The UK also wants to nurture an onshore battery industry, but it has not been so aggressive in its rules of origin proposals (also leaked). The British government has prioritised tariff-free cross-channel trade in EVs, rather than using them as a de facto tool of industrial policy. Arguably this could be down to the differences in market size, and the UK having a realistic assessment of the extent of the EV supply chain it will be able to ultimately achieve. The EU is unlikely to accept British proposals, which would mean initially allowing 70 per cent of the value of EVs to be non-originating. But it should consider meeting the UK halfway, seeing as EVs produced in the EU and UK will both not be able to meet the EU’s preferred threshold of 55 per cent local content by the 1st January 2021. The UK also wants to allow 75 per cent of battery cells and packs to be foreign, subject to review after six years. Again, the EU might quibble with the threshold, but Britain’s desire for a review clause is sensible. And if the EU and UK do indeed land on rules of origin criteria for EVs and batteries similar to those proposed by the EU, it would be wise to embed statutory review periods prior to any tightening of provisions, to ensure that European and British industry is able to comply.  
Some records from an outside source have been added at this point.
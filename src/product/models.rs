use buks_shop::schema::products;
use chrono::{DateTime, Utc};
use diesel::prelude::*;
use serde::{Deserialize, Serialize};
use validator::Validate;

#[derive(Queryable, Selectable, Identifiable, Debug, PartialEq, Serialize)]
#[diesel(table_name=products)]
#[diesel(check_for_backend(diesel::pg::Pg))]
pub struct Product {
    pub id: i32,
    pub name: String,
    pub description: String,
    pub price: f64,
    /// Unit weight in kilograms, used for delivery fee quoting.
    pub weight: f64,
    pub image_url: Option<String>,
    pub stock_quantity: i32,
    pub is_available: bool,
    pub brand: Option<String>,
    pub category_id: Option<i32>,
    pub created_at: DateTime<Utc>,
    pub updated_at: DateTime<Utc>,
}

#[derive(Insertable, Deserialize, Validate)]
#[diesel(table_name=products)]
pub struct NewProduct {
    #[validate(length(min = 1, max = 100))]
    pub name: String,
    #[serde(default)]
    pub description: String,
    #[validate(range(min = 0.01))]
    pub price: f64,
    #[validate(range(min = 0.0))]
    #[serde(default)]
    pub weight: f64,
    pub image_url: Option<String>,
    #[validate(range(min = 0))]
    #[serde(default)]
    pub stock_quantity: i32,
    #[serde(default = "default_available")]
    pub is_available: bool,
    pub brand: Option<String>,
    pub category_id: Option<i32>,
}

fn default_available() -> bool {
    true
}

#[derive(AsChangeset, Deserialize, Validate)]
#[diesel(table_name=products)]
pub struct UpdateProduct {
    #[validate(length(min = 1, max = 100))]
    pub name: Option<String>,
    pub description: Option<String>,
    #[validate(range(min = 0.01))]
    pub price: Option<f64>,
    #[validate(range(min = 0.0))]
    pub weight: Option<f64>,
    pub image_url: Option<String>,
    #[validate(range(min = 0))]
    pub stock_quantity: Option<i32>,
    pub is_available: Option<bool>,
    pub brand: Option<String>,
    pub category_id: Option<i32>,
}

#[derive(Deserialize, Debug)]
pub struct ProductQuery {
    pub offset: Option<i64>,
    pub limit: Option<i64>,
    pub category_id: Option<i32>,
    pub q: Option<String>,
    pub available: Option<bool>,
}

impl ProductQuery {
    pub fn page(&self) -> (i64, i64) {
        let offset = self.offset.unwrap_or(0).max(0);
        let limit = self.limit.unwrap_or(20).clamp(1, 100);
        (offset, limit)
    }
}

#[cfg(test)]
mod tests {
    use super::*;

    #[test]
    fn page_defaults_and_clamps() {
        let query = ProductQuery {
            offset: None,
            limit: None,
            category_id: None,
            q: None,
            available: None,
        };
        assert_eq!(query.page(), (0, 20));

        let query = ProductQuery {
            offset: Some(-5),
            limit: Some(1000),
            category_id: None,
            q: None,
            available: None,
        };
        assert_eq!(query.page(), (0, 100));
    }
}
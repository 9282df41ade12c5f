use std::collections::BTreeMap;

use serde::{Deserialize, Serialize};
use uuid::Uuid;
use validator::Validate;

use crate::product::models::Product;
use crate::utils::AppError;

#[derive(Deserialize, Validate)]
pub struct CheckoutRequest {
    /// Absent for guest checkout.
    pub customer_id: Option<Uuid>,
    #[validate(length(min = 1, message = "cart is empty"))]
    pub items: Vec<CheckoutItem>,
}

#[derive(Serialize, Deserialize, Clone, Copy)]
pub struct CheckoutItem {
    pub product_id: i32,
    pub quantity: i32,
}

#[derive(Serialize)]
pub struct CheckoutResponse {
    pub url: Option<String>,
    pub session_id: String,
    pub order_id: i32,
}

/// A cart line priced from the catalog row, never from the client.
pub struct PricedLine {
    pub product_id: i32,
    pub name: String,
    pub description: String,
    pub image_url: Option<String>,
    pub unit_price: f64,
    pub unit_weight: f64,
    pub quantity: i32,
}

impl PricedLine {
    pub fn line_total(&self) -> f64 {
        self.unit_price * self.quantity as f64
    }

    pub fn line_weight(&self) -> f64 {
        self.unit_weight * self.quantity as f64
    }
}

pub struct PricedCart {
    pub lines: Vec<PricedLine>,
    pub subtotal: f64,
    pub total_weight: f64,
}

/// Resolves requested items against catalog rows. Duplicate product ids
/// are merged, unknown or unavailable products and non-positive
/// quantities are rejected.
pub fn price_cart(products: &[Product], items: &[CheckoutItem]) -> Result<PricedCart, AppError> {
    let by_id: BTreeMap<i32, &Product> = products.iter().map(|p| (p.id, p)).collect();

    let mut quantities: BTreeMap<i32, i32> = BTreeMap::new();
    for item in items {
        if item.quantity < 1 {
            return Err(AppError::Validation(format!(
                "invalid quantity for product {}",
                item.product_id
            )));
        }
        let merged = quantities.entry(item.product_id).or_insert(0);
        *merged = merged.checked_add(item.quantity).ok_or_else(|| {
            AppError::Validation(format!(
                "quantity too large for product {}",
                item.product_id
            ))
        })?;
    }

    let mut lines = Vec::with_capacity(quantities.len());
    for (product_id, quantity) in quantities {
        let product = by_id
            .get(&product_id)
            .ok_or_else(|| AppError::Validation(format!("unknown product {product_id}")))?;
        if !product.is_available {
            return Err(AppError::Validation(format!(
                "'{}' is no longer available",
                product.name
            )));
        }

        lines.push(PricedLine {
            product_id,
            name: product.name.clone(),
            description: product.description.clone(),
            image_url: product.image_url.clone(),
            unit_price: product.price,
            unit_weight: product.weight,
            quantity,
        });
    }

    let subtotal = lines.iter().map(PricedLine::line_total).sum();
    let total_weight = lines.iter().map(PricedLine::line_weight).sum();

    Ok(PricedCart {
        lines,
        subtotal,
        total_weight,
    })
}

#[cfg(test)]
mod tests {
    use chrono::Utc;

    use super::*;

    fn product(id: i32, price: f64, weight: f64, available: bool) -> Product {
        Product {
            id,
            name: format!("Snack {id}"),
            description: String::new(),
            price,
            weight,
            image_url: None,
            stock_quantity: 10,
            is_available: available,
            brand: None,
            category_id: None,
            created_at: Utc::now(),
            updated_at: Utc::now(),
        }
    }

    fn item(product_id: i32, quantity: i32) -> CheckoutItem {
        CheckoutItem {
            product_id,
            quantity,
        }
    }

    #[test]
    fn prices_come_from_the_catalog() {
        let products = vec![product(1, 4.50, 0.5, true), product(2, 2.00, 0.25, true)];
        let cart = price_cart(&products, &[item(1, 2), item(2, 1)]).unwrap();

        assert_eq!(cart.lines.len(), 2);
        assert_eq!(cart.subtotal, 11.0);
        assert_eq!(cart.total_weight, 1.25);
    }

    #[test]
    fn duplicate_lines_are_merged() {
        let products = vec![product(1, 3.0, 0.1, true)];
        let cart = price_cart(&products, &[item(1, 1), item(1, 2)]).unwrap();

        assert_eq!(cart.lines.len(), 1);
        assert_eq!(cart.lines[0].quantity, 3);
        assert_eq!(cart.subtotal, 9.0);
    }

    #[test]
    fn unknown_product_is_rejected() {
        let products = vec![product(1, 3.0, 0.1, true)];
        assert!(matches!(
            price_cart(&products, &[item(99, 1)]),
            Err(AppError::Validation(_))
        ));
    }

    #[test]
    fn unavailable_product_is_rejected() {
        let products = vec![product(1, 3.0, 0.1, false)];
        assert!(matches!(
            price_cart(&products, &[item(1, 1)]),
            Err(AppError::Validation(_))
        ));
    }

    #[test]
    fn non_positive_quantity_is_rejected() {
        let products = vec![product(1, 3.0, 0.1, true)];
        assert!(matches!(
            price_cart(&products, &[item(1, 0)]),
            Err(AppError::Validation(_))
        ));
    }

    #[test]
    fn merged_quantity_overflow_is_rejected() {
        let products = vec![product(1, 3.0, 0.1, true)];
        assert!(matches!(
            price_cart(&products, &[item(1, i32::MAX), item(1, 1)]),
            Err(AppError::Validation(_))
        ));
    }

    #[test]
    fn empty_checkout_fails_validation() {
        use validator::Validate;

        let request = CheckoutRequest {
            customer_id: None,
            items: vec![],
        };
        assert!(request.validate().is_err());

        let request = CheckoutRequest {
            customer_id: None,
            items: vec![item(1, 1)],
        };
        assert!(request.validate().is_ok());
    }
}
The EU should view the negotiations with the UK as opportunity to make the first step towards righting a wrong, and ensuring that its EVs can trade on an equal footing to non-electric. And the focus should be foremost on ensuring that EVs qualify for tariff-free trade, not pressurising the European car industry into onshoring EV production. The EU should also review and update its existing FTAs, under which EVs currently do not qualify for preferential treatment, so that they do not put lower-carbon cars at a disadvantage compared to petrol and diesel. Indeed, it cannot claim to be a world leader on climate change and green technologies if its FTAs continue to favour trade in incumbent, fossil-fuel intensive, alternatives.

Sam Lowe is a senior research fellow at the Centre for European Reform.